If an operation to remove all the cancer is not possible, there are several other possible treatments for these cancers. The symptoms caused by the chemicals they may produce can often be controlled by injections of a substance called octreotide. In the past this drug had to be given by injection several times per day but there are now long acting forms which can be given once or twice a month.
Some of these tumours may take up large amounts of particular chemicals such as MIBG or octreotide. If this is the case then it may be possible to give the chemical together with radioactivity attached. Because the cancer takes the chemical into itself in relatively large quantities it also takes in the radioactivity and therefore receives much larger doses of radioactivity than the normal tissues and the treatment causes few side effects. This treatment is only possible if the cancer takes up large quantities of these chemicals so the doctor will first do a scan using a tiny amount of radioactivity and will only give the full treatment if the scan shows that there is good uptake.

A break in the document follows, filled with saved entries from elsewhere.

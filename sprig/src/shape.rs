//! Geometric regions used by hitboxes.
//!
//! Both shapes are plain values located by the top-left corner of their
//! bounding box. For a [`Circle`] that means `x`/`y` is *not* the center; the
//! center sits at `(x + radius, y + radius)`.
//!
//! Intersection rules differ on the boundary: rectangles that only share an
//! edge do not intersect, circles that only touch do.

use serde::{Deserialize, Serialize};

use crate::error::ShapeError;
use crate::math::Vec2;

/// Axis-aligned rectangle.
#[derive(Clone, Copy, Debug, Default, PartialEq, Serialize, Deserialize)]
pub struct Rectangle {
    pub x: f32,
    pub y: f32,
    pub width: f32,
    pub height: f32,
}

impl Rectangle {
    pub const EMPTY: Self = Self::new(0.0, 0.0, 0.0, 0.0);

    pub const fn new(x: f32, y: f32, width: f32, height: f32) -> Self {
        Self {
            x,
            y,
            width,
            height,
        }
    }

    pub fn from_location_size(location: Vec2, size: Vec2) -> Self {
        Self::new(location.x, location.y, size.x, size.y)
    }

    pub fn left(&self) -> f32 {
        self.x
    }

    pub fn right(&self) -> f32 {
        self.x + self.width
    }

    pub fn top(&self) -> f32 {
        self.y
    }

    pub fn bottom(&self) -> f32 {
        self.y + self.height
    }

    pub fn location(&self) -> Vec2 {
        Vec2::new(self.x, self.y)
    }

    pub fn size(&self) -> Vec2 {
        Vec2::new(self.width, self.height)
    }

    pub fn center(&self) -> Vec2 {
        Vec2::new(self.x + self.width / 2.0, self.y + self.height / 2.0)
    }

    pub fn is_empty(&self) -> bool {
        *self == Self::EMPTY
    }

    /// Point containment. The left and top edges are inside, the right and
    /// bottom edges are not.
    pub fn contains_point(&self, point: Vec2) -> bool {
        self.x <= point.x && point.x < self.right() && self.y <= point.y && point.y < self.bottom()
    }

    /// True if `other` lies entirely inside this rectangle (shared edges allowed).
    pub fn contains_rectangle(&self, other: &Rectangle) -> bool {
        self.x <= other.x
            && other.right() <= self.right()
            && self.y <= other.y
            && other.bottom() <= self.bottom()
    }

    pub fn intersects_rectangle(&self, other: &Rectangle) -> bool {
        rectangles_intersect(self, other)
    }

    pub fn intersects_circle(&self, circle: &Circle) -> bool {
        rectangle_circle_intersect(self, circle)
    }

    /// Translated copy.
    #[must_use]
    pub fn offset(mut self, amount: Vec2) -> Self {
        self.x += amount.x;
        self.y += amount.y;
        self
    }

    /// Grows the rectangle outward by the given amounts on every side.
    #[must_use]
    pub fn inflate(mut self, horizontal: f32, vertical: f32) -> Self {
        self.x -= horizontal;
        self.y -= vertical;
        self.width += horizontal * 2.0;
        self.height += vertical * 2.0;
        self
    }

    /// The overlapping region of two rectangles, or [`Rectangle::EMPTY`] when
    /// they do not intersect.
    pub fn overlap(&self, other: &Rectangle) -> Rectangle {
        if !self.intersects_rectangle(other) {
            return Rectangle::EMPTY;
        }
        let left = self.left().max(other.left());
        let top = self.top().max(other.top());
        let right = self.right().min(other.right());
        let bottom = self.bottom().min(other.bottom());
        Rectangle::new(left, top, right - left, bottom - top)
    }

    /// Smallest rectangle containing both.
    pub fn union(&self, other: &Rectangle) -> Rectangle {
        let x = self.x.min(other.x);
        let y = self.y.min(other.y);
        Rectangle::new(
            x,
            y,
            self.right().max(other.right()) - x,
            self.bottom().max(other.bottom()) - y,
        )
    }
}

/// Circle located by the top-left corner of its bounding square.
#[derive(Clone, Copy, Debug, Default, PartialEq, Serialize, Deserialize)]
pub struct Circle {
    pub x: f32,
    pub y: f32,
    pub radius: f32,
}

impl Circle {
    pub const EMPTY: Self = Self::new(0.0, 0.0, 0.0);

    pub const fn new(x: f32, y: f32, radius: f32) -> Self {
        Self { x, y, radius }
    }

    pub fn from_location(location: Vec2, radius: f32) -> Self {
        Self::new(location.x, location.y, radius)
    }

    /// Circle with the given center point.
    pub fn from_center(center: Vec2, radius: f32) -> Self {
        Self::new(center.x - radius, center.y - radius, radius)
    }

    pub fn left(&self) -> f32 {
        self.x
    }

    pub fn right(&self) -> f32 {
        self.x + self.diameter()
    }

    pub fn top(&self) -> f32 {
        self.y
    }

    pub fn bottom(&self) -> f32 {
        self.y + self.diameter()
    }

    pub fn location(&self) -> Vec2 {
        Vec2::new(self.x, self.y)
    }

    pub fn center(&self) -> Vec2 {
        Vec2::new(self.x + self.radius, self.y + self.radius)
    }

    pub fn diameter(&self) -> f32 {
        2.0 * self.radius
    }

    pub fn area(&self) -> f32 {
        std::f32::consts::PI * self.radius * self.radius
    }

    pub fn circumference(&self) -> f32 {
        2.0 * std::f32::consts::PI * self.radius
    }

    pub fn is_empty(&self) -> bool {
        *self == Self::EMPTY
    }

    /// Point containment, boundary inclusive.
    pub fn contains_point(&self, point: Vec2) -> bool {
        self.center().distance_squared(point) <= self.radius * self.radius
    }

    /// True if `other` lies entirely inside this circle.
    pub fn contains_circle(&self, other: &Circle) -> bool {
        let slack = self.radius - other.radius;
        slack >= 0.0 && self.center().distance_squared(other.center()) <= slack * slack
    }

    pub fn intersects_circle(&self, other: &Circle) -> bool {
        circles_intersect(self, other)
    }

    pub fn intersects_rectangle(&self, rectangle: &Rectangle) -> bool {
        rectangle_circle_intersect(rectangle, self)
    }

    #[must_use]
    pub fn offset(mut self, amount: Vec2) -> Self {
        self.x += amount.x;
        self.y += amount.y;
        self
    }

    /// Grows the radius by `amount` while keeping the center fixed.
    #[must_use]
    pub fn inflate(mut self, amount: f32) -> Self {
        self.x -= amount;
        self.y -= amount;
        self.radius += amount;
        self
    }

    /// Smallest circle enclosing both circles.
    pub fn union(&self, other: &Circle) -> Circle {
        if self.contains_circle(other) {
            return *self;
        }
        if other.contains_circle(self) {
            return *other;
        }
        let (c1, c2) = (self.center(), other.center());
        let distance = c1.distance(c2);
        let radius = (distance + self.radius + other.radius) / 2.0;
        // Walk from c1 towards c2 so the new circle touches both far sides.
        let direction = (c2 - c1).normalized();
        let center = c1 + direction * (radius - self.radius);
        Circle::from_center(center, radius)
    }

    /// Axis-aligned bounding square.
    pub fn bounds(&self) -> Rectangle {
        Rectangle::new(self.x, self.y, self.diameter(), self.diameter())
    }
}

/// Strict overlap on both axes; touching edges do not count.
pub fn rectangles_intersect(a: &Rectangle, b: &Rectangle) -> bool {
    b.left() < a.right() && a.left() < b.right() && b.top() < a.bottom() && a.top() < b.bottom()
}

pub fn rectangle_circle_intersect(rectangle: &Rectangle, circle: &Circle) -> bool {
    let half_width = rectangle.width / 2.0;
    let half_height = rectangle.height / 2.0;
    let distance = (rectangle.center() - circle.center()).abs();

    if distance.x > circle.radius + half_width || distance.y > circle.radius + half_height {
        return false;
    }

    // Center projects inside the rectangle on one axis: the edge is the closest feature.
    if distance.x <= half_width || distance.y <= half_height {
        return true;
    }

    let corner_x = distance.x - half_width;
    let corner_y = distance.y - half_height;
    corner_x * corner_x + corner_y * corner_y <= circle.radius * circle.radius
}

/// Boundary inclusive: circles that touch at a single point intersect.
pub fn circles_intersect(a: &Circle, b: &Circle) -> bool {
    let reach = a.radius + b.radius;
    a.center().distance_squared(b.center()) <= reach * reach
}

/// Any supported geometric region.
#[derive(Clone, Copy, Debug, PartialEq, Serialize, Deserialize)]
pub enum Shape {
    Rectangle(Rectangle),
    Circle(Circle),
}

impl Shape {
    pub fn name(&self) -> &'static str {
        match self {
            Shape::Rectangle(_) => "rectangle",
            Shape::Circle(_) => "circle",
        }
    }

    /// Top-left corner of the bounding box.
    pub fn location(&self) -> Vec2 {
        match self {
            Shape::Rectangle(r) => r.location(),
            Shape::Circle(c) => c.location(),
        }
    }

    pub fn center(&self) -> Vec2 {
        match self {
            Shape::Rectangle(r) => r.center(),
            Shape::Circle(c) => c.center(),
        }
    }

    pub fn left(&self) -> f32 {
        self.bounds().left()
    }

    pub fn right(&self) -> f32 {
        self.bounds().right()
    }

    pub fn top(&self) -> f32 {
        self.bounds().top()
    }

    pub fn bottom(&self) -> f32 {
        self.bounds().bottom()
    }

    pub fn bounds(&self) -> Rectangle {
        match self {
            Shape::Rectangle(r) => *r,
            Shape::Circle(c) => c.bounds(),
        }
    }

    pub fn contains_point(&self, point: Vec2) -> bool {
        match self {
            Shape::Rectangle(r) => r.contains_point(point),
            Shape::Circle(c) => c.contains_point(point),
        }
    }

    /// Whether `other` lies entirely inside this shape.
    ///
    /// Only same-variant containment is implemented; mixed pairs return
    /// [`ShapeError::Unsupported`] rather than a guess.
    pub fn contains_shape(&self, other: &Shape) -> Result<bool, ShapeError> {
        match (self, other) {
            (Shape::Rectangle(a), Shape::Rectangle(b)) => Ok(a.contains_rectangle(b)),
            (Shape::Circle(a), Shape::Circle(b)) => Ok(a.contains_circle(b)),
            _ => Err(ShapeError::Unsupported {
                operation: "containment",
                lhs: self.name(),
                rhs: other.name(),
            }),
        }
    }

    pub fn intersects(&self, other: &Shape) -> bool {
        match (self, other) {
            (Shape::Rectangle(a), Shape::Rectangle(b)) => rectangles_intersect(a, b),
            (Shape::Rectangle(r), Shape::Circle(c)) | (Shape::Circle(c), Shape::Rectangle(r)) => {
                rectangle_circle_intersect(r, c)
            }
            (Shape::Circle(a), Shape::Circle(b)) => circles_intersect(a, b),
        }
    }

    #[must_use]
    pub fn offset(&self, amount: Vec2) -> Shape {
        match self {
            Shape::Rectangle(r) => Shape::Rectangle(r.offset(amount)),
            Shape::Circle(c) => Shape::Circle(c.offset(amount)),
        }
    }
}

impl From<Rectangle> for Shape {
    fn from(value: Rectangle) -> Self {
        Shape::Rectangle(value)
    }
}

impl From<Circle> for Shape {
    fn from(value: Circle) -> Self {
        Shape::Circle(value)
    }
}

Sometimes the growth of the cancers can be slowed by blocking the blood supply to the tumours. This is called embolisation and is done by putting a tube into the artery that provides the blood supply to the tumour and injecting a substance that blocks the artery.
Various types of drug treatment may also be given when the tumour has not been completely removed. Interferon is a natural part of the body's defences against infections and cancers and can now be produced in large amounts, which can be helpful in controlling these cancers. Chemotherapy may also help to control some neuroendocrine cancers. The type of chemotherapy used may be influenced by what the cancer cells looks like under the microscope with different chemotherapy drugs being given depending on whether they appear to be slow or fast growing.
Clearly for your husband the important thing is to discuss the situation further with his doctors to get more information about the type of neuroendocrine tumour they think he has. This should give you a better idea of the likely treatment and long-term outcome.